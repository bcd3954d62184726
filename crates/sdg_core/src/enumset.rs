//! Enumerated-set domains: a named, ordered sequence of distinct string
//! labels. Immutable once constructed; shared by every record that draws
//! from it. Loading from the on-disk grammar lives in `sdg_io::enumset`
//! (this crate stays I/O-free); this module only defines the in-memory
//! domain and index/label lookups.

use alloc::string::String;
use alloc::vec::Vec;
use core::fmt;

use crate::error::CoreError;

/// An ordered, immutable domain of distinct string labels, addressed by
/// position (`index`). Two `EnumSet`s are distinguished by `name`, which is
/// informational only — equality/hash are by content.
#[derive(Clone, Debug, PartialEq, Eq)]
pub struct EnumSet {
    name: String,
    labels: Vec<String>,
}

impl EnumSet {
    /// Build a domain from an ordered, deduplicated label list. `labels` must
    /// already be free of duplicates; callers that load from a file are
    /// expected to have rejected duplicates as a `DataFormatError` upstream.
    pub fn new(name: impl Into<String>, labels: Vec<String>) -> Self {
        EnumSet {
            name: name.into(),
            labels,
        }
    }

    pub fn name(&self) -> &str {
        &self.name
    }

    pub fn len(&self) -> usize {
        self.labels.len()
    }

    pub fn is_empty(&self) -> bool {
        self.labels.is_empty()
    }

    pub fn label(&self, index: u32) -> Result<&str, CoreError> {
        self.labels
            .get(index as usize)
            .map(String::as_str)
            .ok_or(CoreError::EnumIndexOutOfRange)
    }

    pub fn index_of(&self, label: &str) -> Result<u32, CoreError> {
        self.labels
            .iter()
            .position(|l| l == label)
            .map(|i| i as u32)
            .ok_or(CoreError::UnknownEnumLabel)
    }

    pub fn labels(&self) -> &[String] {
        &self.labels
    }
}

impl fmt::Display for EnumSet {
    fn fmt(&self, f: &mut fmt::Formatter<'_>) -> fmt::Result {
        write!(f, "EnumSet({}, {} labels)", self.name, self.labels.len())
    }
}

#[cfg(test)]
mod tests {
    use super::*;

    fn sample() -> EnumSet {
        EnumSet::new(
            "tier",
            alloc::vec!["low".into(), "mid".into(), "high".into()],
        )
    }

    #[test]
    fn round_trips_index_and_label() {
        let set = sample();
        assert_eq!(set.label(1).unwrap(), "mid");
        assert_eq!(set.index_of("high").unwrap(), 2);
    }

    #[test]
    fn rejects_out_of_range() {
        let set = sample();
        assert_eq!(set.label(3), Err(CoreError::EnumIndexOutOfRange));
        assert_eq!(set.index_of("unknown"), Err(CoreError::UnknownEnumLabel));
    }
}
//! [`AnyOutput`]: a closed sum of the three [`OutputCollector`] impls
//! `sdg_io::output` ships, selected once per run by `application.output-type`
//! — the same "generics over dynamic dispatch" shape `sdg_core::RngKind`
//! uses to pick a PRNG backend, applied here so a [`sdg_engine::stage::RecordTypeTask`]
//! stays monomorphised over one concrete `Out` type regardless of which sink
//! config selected.

use sdg_io::config::{Config, OutputType};
use sdg_io::error::IoResult;
use sdg_io::output::{LocalFileOutputCollector, OutputCollector, SocketStreamOutputCollector, VoidOutputCollector};

pub enum AnyOutput {
    File(LocalFileOutputCollector),
    Socket(SocketStreamOutputCollector),
    Void(VoidOutputCollector),
}

impl AnyOutput {
    pub fn open(config: &Config, generator_name: &str) -> IoResult<Self> {
        Ok(match config.output_type {
            OutputType::File => AnyOutput::File(LocalFileOutputCollector::open(
                &config.output_base,
                &config.job_id,
                config.node_id,
                generator_name,
            )?),
            OutputType::Socket => {
                let port = config.output_port.expect("socket output requires a port (checked at config load)");
                AnyOutput::Socket(SocketStreamOutputCollector::connect(port)?)
            }
            OutputType::Void => AnyOutput::Void(VoidOutputCollector::new()),
        })
    }
}

impl OutputCollector for AnyOutput {
    fn collect(&mut self, bytes: &[u8]) -> IoResult<()> {
        match self {
            AnyOutput::File(o) => o.collect(bytes),
            AnyOutput::Socket(o) => o.collect(bytes),
            AnyOutput::Void(o) => o.collect(bytes),
        }
    }

    fn flush(&mut self) -> IoResult<()> {
        match self {
            AnyOutput::File(o) => o.flush(),
            AnyOutput::Socket(o) => o.flush(),
            AnyOutput::Void(o) => o.flush(),
        }
    }
}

What the task requires: If a line comes after the one with "labels, addressed by", leave it out; reproduce exactly every line of the material from the first up to and including that one.

Response to this task:
repository bcd3954d62184726
filename crates/sdg_core/src/enumset.rs
//! Enumerated-set domains: a named, ordered sequence of distinct string
//! labels. Immutable once constructed; shared by every record that draws
//! from it. Loading from the on-disk grammar lives in `sdg_io::enumset`
//! (this crate stays I/O-free); this module only defines the in-memory
//! domain and index/label lookups.

use alloc::string::String;
use alloc::vec::Vec;
use core::fmt;

use crate::error::CoreError;

/// An ordered, immutable domain of distinct string labels, addressed by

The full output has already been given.